Mayhem Classic Releases 77 Possible Workouts Ahead of April Semifinal
CrossFit Mayhem published 77 possible workouts for its April semifinal, a list so broad it includes a marathon run plus 2-mile swim.

CrossFit Mayhem released a public list of 77 potential workouts for the Mayhem Classic on April 2, giving athletes and coaches their first real look at the programming universe for the April 17-19 semifinal in Cookeville, Tennessee.
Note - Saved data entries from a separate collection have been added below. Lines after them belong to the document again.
//! Join resolution.
//!
//! Joins are fields whose stored value is a foreign id (or id list) and which are hydrated at
//! read time with the referenced records. Joins may sit inside `array` fields; each one is
//! identified by a dot-path made of the enclosing array names and its own name, e.g.
//! `events._location`.
//!
//! Recursion is always bounded. Without a selector, every join runs and passes its own static
//! `withJoins` list (or nothing) to the related manager. With an explicit selector, a join runs
//! when its dot-path is listed exactly or is a strict prefix of a listed path, and the remainder
//! of the listed path becomes the nested selector. That is how `_events._locations` follows two
//! levels while `_events` alone follows one.

use std::collections::HashMap;

use schemata_core::record::{ID_KEY, record_id};
use schemata_core::{Record, RequestContext};
use schemata_storage::{Criteria, GetOptions, ManagerRegistry, WithJoins};
use serde_json::{Map, Value};
use tracing::debug;

use crate::error::JoinError;
use crate::field::{Field, JoinKind};

/// Key under which a join-by-array attaches relationship attributes to each related record.
pub const RELATIONSHIP_KEY: &str = "_relationship";

/// Caller options for [`join`].
#[derive(Debug, Clone, Default)]
pub struct JoinOptions {
    /// Which joins to run.
    pub with_joins: WithJoins,
    /// Extra getter options for every join, e.g. `editable`.
    pub get_options: Map<String, Value>,
}

impl JoinOptions {
    pub fn new(with_joins: WithJoins) -> Self {
        Self {
            with_joins,
            get_options: Map::new(),
        }
    }

    /// Only the listed dot-paths.
    pub fn only<I, S>(paths: I) -> Self
    where
        I: IntoIterator<Item = S>,
        S: Into<String>,
    {
        Self::new(WithJoins::Only(paths.into_iter().map(Into::into).collect()))
    }

    pub fn disabled() -> Self {
        Self::new(WithJoins::Disabled)
    }

    #[must_use]
    pub fn get_option(mut self, key: impl Into<String>, value: impl Into<Value>) -> Self {
        self.get_options.insert(key.into(), value.into());
        self
    }
}

/// A join field found somewhere in a schema.
#[derive(Debug, Clone)]
pub struct JoinSite<'a> {
    pub field: &'a Field,
    pub kind: JoinKind,
    /// Names of the enclosing array fields, outermost first.
    pub arrays: Vec<&'a str>,
    pub dot_path: String,
}

/// A join selected to run, with the selector for its related fetch.
#[derive(Debug, Clone)]
pub struct PlannedJoin<'a> {
    pub site: JoinSite<'a>,
    pub nested: WithJoins,
}

/// Every join of the schema, nested array schemas included, in encounter order: a level's
/// own joins first, then those of its array fields.
pub fn find_joins(schema: &[Field]) -> Vec<JoinSite<'_>> {
    let mut sites = Vec::new();
    collect_joins(schema, &mut Vec::new(), &mut sites);
    sites
}

fn collect_joins<'a>(schema: &'a [Field], arrays: &mut Vec<&'a str>, sites: &mut Vec<JoinSite<'a>>) {
    for field in schema {
        if let Some(kind) = field.join_kind() {
            let dot_path = if arrays.is_empty() {
                field.name.clone()
            } else {
                format!("{}.{}", arrays.join("."), field.name)
            };
            sites.push(JoinSite {
                field,
                kind,
                arrays: arrays.clone(),
                dot_path,
            });
        }
    }
    for field in schema {
        if field.is_array()
            && let Some(nested) = field.schema.as_deref()
        {
            arrays.push(&field.name);
            collect_joins(nested, arrays, sites);
            arrays.pop();
        }
    }
}

/// Selects the joins to run for `target_count` targets.
///
/// `ifOnlyOne` joins are skipped whenever more than one target is being joined.
pub fn plan_joins<'a>(
    sites: Vec<JoinSite<'a>>,
    selector: &WithJoins,
    target_count: usize,
) -> Vec<PlannedJoin<'a>> {
    let sites = sites
        .into_iter()
        .filter(|site| !(site.field.if_only_one && target_count > 1));
    match selector {
        WithJoins::Disabled => Vec::new(),
        WithJoins::Default => sites
            .map(|site| {
                let nested = WithJoins::from_static(site.field.with_joins.as_ref());
                PlannedJoin { site, nested }
            })
            .collect(),
        WithJoins::Only(paths) => sites
            .filter_map(|site| {
                let mut selected = false;
                let mut next = Vec::new();
                for path in paths {
                    if *path == site.dot_path {
                        selected = true;
                    } else if let Some(rest) = path
                        .strip_prefix(site.dot_path.as_str())
                        .and_then(|rest| rest.strip_prefix('.'))
                    {
                        selected = true;
                        next.push(rest.to_string());
                    }
                }
                selected.then(|| PlannedJoin {
                    site,
                    nested: if next.is_empty() {
                        WithJoins::Disabled
                    } else {
                        WithJoins::Only(next)
                    },
                })
            })
            .collect(),
    }
}

/// Hydrates the joins of `schema` on every target, in place.
///
/// Joins run one at a time in schema encounter order, and the first failure aborts the rest.
pub async fn join(
    managers: &dyn ManagerRegistry,
    cx: &RequestContext,
    schema: &[Field],
    targets: &mut [Record],
    options: &JoinOptions,
) -> Result<(), JoinError> {
    if targets.is_empty() || options.with_joins.is_disabled() {
        return Ok(());
    }

    let planned = plan_joins(find_joins(schema), &options.with_joins, targets.len());
    for PlannedJoin { site, nested } in planned {
        run_join(managers, cx, &site, nested, targets, &options.get_options).await?;
    }
    Ok(())
}

async fn run_join(
    managers: &dyn ManagerRegistry,
    cx: &RequestContext,
    site: &JoinSite<'_>,
    nested: WithJoins,
    targets: &mut [Record],
    caller_options: &Map<String, Value>,
) -> Result<(), JoinError> {
    let field = site.field;
    if !field.name.starts_with('_') {
        return Err(JoinError::invalid_join_name(&site.dot_path));
    }
    let with_type = field
        .with_type
        .as_deref()
        .ok_or_else(|| JoinError::misconfigured(&site.dot_path, "withType"))?;
    let manager = managers
        .manager(with_type)
        .ok_or_else(|| JoinError::unknown_type(with_type, &site.dot_path))?;

    let mut get_options = GetOptions::with_joins(nested);
    get_options.permalink = true;
    get_options.merge(&field.get_options);
    get_options.merge(caller_options);

    let mut scoped = scope(targets, &site.arrays);
    if scoped.is_empty() {
        return Ok(());
    }

    debug!(
        join = %site.dot_path,
        with_type,
        targets = scoped.len(),
        "Resolving join"
    );

    match site.kind {
        JoinKind::ByOne => {
            let id_field = storage_key(field.id_field.as_deref(), site, "idField")?;
            let ids = distinct(scoped.iter().filter_map(|t| t.get(id_field).and_then(Value::as_str)));
            if ids.is_empty() {
                return Ok(());
            }
            let found = manager
                .fetch(cx, with_type, Criteria::ids(ids), &get_options)
                .await?;
            let by_id = index_by_id(&found.items);
            for target in &mut scoped {
                let related = target
                    .get(id_field)
                    .and_then(Value::as_str)
                    .and_then(|id| by_id.get(id));
                if let Some(related) = related {
                    target.insert(field.name.clone(), Value::Object((*related).clone()));
                }
            }
        }
        JoinKind::ByArray => {
            let ids_field = storage_key(field.ids_field.as_deref(), site, "idsField")?;
            let ids = distinct(scoped.iter().flat_map(|t| id_list(t, ids_field)));
            if ids.is_empty() {
                return Ok(());
            }
            let found = manager
                .fetch(cx, with_type, Criteria::ids(ids), &get_options)
                .await?;
            let by_id = index_by_id(&found.items);
            for target in &mut scoped {
                let related: Vec<Value> = id_list(target, ids_field)
                    .filter_map(|id| {
                        let item = by_id.get(id)?;
                        let relationship = field
                            .relationships_field
                            .as_deref()
                            .and_then(|key| target.get(key))
                            .and_then(|map| map.get(id));
                        Some(Value::Object(enrich(item, relationship)))
                    })
                    .collect();
                target.insert(field.name.clone(), Value::Array(related));
            }
        }
        JoinKind::ByOneReverse => {
            let id_field = storage_key(field.id_field.as_deref(), site, "idField")?;
            let ids = distinct(scoped.iter().filter_map(|t| record_id(t)));
            if ids.is_empty() {
                return Ok(());
            }
            let found = manager
                .fetch(cx, with_type, Criteria::field_in(id_field, ids), &get_options)
                .await?;
            for target in &mut scoped {
                let Some(own_id) = record_id(target).map(str::to_string) else {
                    continue;
                };
                let related: Vec<Value> = found
                    .items
                    .iter()
                    .filter(|r| r.get(id_field).and_then(Value::as_str) == Some(own_id.as_str()))
                    .map(|r| Value::Object(r.clone()))
                    .collect();
                target.insert(field.name.clone(), Value::Array(related));
            }
        }
        JoinKind::ByArrayReverse => {
            let ids_field = storage_key(field.ids_field.as_deref(), site, "idsField")?;
            let ids = distinct(scoped.iter().filter_map(|t| record_id(t)));
            if ids.is_empty() {
                return Ok(());
            }
            let found = manager
                .fetch(cx, with_type, Criteria::field_in(ids_field, ids), &get_options)
                .await?;
            for target in &mut scoped {
                let Some(own_id) = record_id(target).map(str::to_string) else {
                    continue;
                };
                let related: Vec<Value> = found
                    .items
                    .iter()
                    .filter(|r| id_list(r, ids_field).any(|id| id == own_id))
                    .map(|r| {
                        let relationship = field
                            .relationships_field
                            .as_deref()
                            .and_then(|key| r.get(key))
                            .and_then(|map| map.get(&own_id));
                        Value::Object(enrich(r, relationship))
                    })
                    .collect();
                target.insert(field.name.clone(), Value::Array(related));
            }
        }
    }
    Ok(())
}

/// The records a join decorates: the targets themselves, or the elements of their (nested)
/// array fields.
fn scope<'r>(targets: &'r mut [Record], arrays: &[&str]) -> Vec<&'r mut Record> {
    let mut scoped: Vec<&'r mut Record> = targets.iter_mut().collect();
    for array in arrays {
        scoped = scoped
            .into_iter()
            .flat_map(|record| descend(record, array))
            .collect();
    }
    scoped
}

fn descend<'r>(record: &'r mut Record, key: &str) -> Vec<&'r mut Record> {
    match record.get_mut(key) {
        Some(Value::Array(items)) => items.iter_mut().filter_map(Value::as_object_mut).collect(),
        _ => Vec::new(),
    }
}

fn storage_key<'f>(
    key: Option<&'f str>,
    site: &JoinSite<'_>,
    attribute: &str,
) -> Result<&'f str, JoinError> {
    key.ok_or_else(|| JoinError::misconfigured(&site.dot_path, attribute))
}

fn id_list<'r>(record: &'r Record, key: &str) -> impl Iterator<Item = &'r str> {
    record
        .get(key)
        .and_then(Value::as_array)
        .into_iter()
        .flatten()
        .filter_map(Value::as_str)
}

fn distinct<'s>(ids: impl Iterator<Item = &'s str>) -> Vec<String> {
    let mut out: Vec<String> = Vec::new();
    for id in ids {
        if !out.iter().any(|seen| seen == id) {
            out.push(id.to_string());
        }
    }
    out
}

fn index_by_id(items: &[Record]) -> HashMap<&str, &Record> {
    items
        .iter()
        .filter_map(|item| item.get(ID_KEY).and_then(Value::as_str).map(|id| (id, item)))
        .collect()
}

fn enrich(item: &Record, relationship: Option<&Value>) -> Record {
    let mut item = item.clone();
    if let Some(relationship) = relationship {
        item.insert(RELATIONSHIP_KEY.to_string(), relationship.clone());
    }
    item
}
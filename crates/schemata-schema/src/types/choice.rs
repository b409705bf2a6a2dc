//! `select` and `checkboxes`: values restricted to the field's choices.

use schemata_core::sanitize::{sanitize_select, sanitize_string};
use serde_json::Value;

use super::{FieldTypePlugin, Sanitizer, Text, comma_text, empty_list, index_text, plain_text};
use crate::field::{Field, kinds};
use crate::format::Format;
use crate::index::SearchTexts;

pub(super) fn plugins() -> Vec<FieldTypePlugin> {
    vec![
        FieldTypePlugin::new(kinds::SELECT)
            .converters(Sanitizer(select))
            .exporter(Format::Csv, Text(plain_text))
            .indexer(index_text),
        FieldTypePlugin::new(kinds::CHECKBOXES)
            .converter(Format::Csv, Sanitizer(checkboxes_from_text))
            .converter(Format::Form, Sanitizer(checkboxes_from_list))
            .exporter(Format::Csv, Text(comma_text))
            .indexer(index_checkboxes)
            .emptiness(empty_list),
    ]
}

fn select(value: Option<&Value>, field: &Field) -> Value {
    sanitize_select(value, field.choice_values(), field.def_str())
        .map(Value::String)
        .unwrap_or(Value::Null)
}

fn checkboxes_from_text(value: Option<&Value>, field: &Field) -> Value {
    let text = sanitize_string(value, None);
    keep_choices(field, text.split(',').map(str::trim))
}

fn checkboxes_from_list(value: Option<&Value>, field: &Field) -> Value {
    match value {
        Some(Value::Array(items)) => keep_choices(field, items.iter().filter_map(Value::as_str)),
        _ => Value::Array(Vec::new()),
    }
}

fn keep_choices<'a>(field: &Field, picked: impl Iterator<Item = &'a str>) -> Value {
    Value::Array(
        picked
            .filter(|choice| field.choice_values().any(|allowed| allowed == *choice))
            .map(|choice| Value::String(choice.to_string()))
            .collect(),
    )
}

fn index_checkboxes(value: Option<&Value>, field: &Field, texts: &mut SearchTexts) {
    let words: Vec<String> = value
        .and_then(Value::as_array)
        .into_iter()
        .flatten()
        .map(|item| plain_text(Some(item)))
        .collect();
    texts.push(field, words.join(" "));
}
The number alone tells the story. Seventy-seven named events represent an intentionally expansive playbook, one that spans the usual CrossFit axes of gymnastics, barbell, monostructural capacity, and mixed modal transitions, but also includes entries so outlandish they read as deliberate noise. A "Run & Run & Swim" concept pairing a marathon run with a 2-mile swim was flagged by observers as effectively impossible for a three-day arena-style semifinal. Its presence on the list signals that Mayhem isn't trying to hand athletes a narrow target.
The Mayhem Classic is the first in-person Semifinal on the 2026 CrossFit season calendar, slotting in after the Open and Quarterfinals, and it carries genuine weight: Games invites and prize money are attached, and programming here typically sets a tone for the entire semifinal stretch. Rich Froning's team has run this event annually at CrossFit Mayhem in Cookeville, and the gym's programming creativity has made it a marquee production with a committed audience.
The broad list creates a tactical headache for any athlete who had been quietly narrowing preparation to a cluster of likely events. With 77 possibilities on the table, single-focus peaking becomes a liability. The list favors athletes with depth across movement patterns and robust pacing strategies across multiple modalities. For coaches, the practical shift is toward modular programming that preserves adaptation broadly rather than a tight, singular peak heading into the final days before April 17.
Some narrowing was already coming. On a recent podcast, Froning's team indicated they planned to release at least one confirmed workout on April 3, meaning the 77-workout drop was always a prelude rather than the final programming slate. That first reveal gives athletes at least one concrete data point to train around before the gun goes off in Cookeville.
With less than two weeks until competition opens, the athletes already training broadly are sitting in the best position. For the specialists, the clock is short.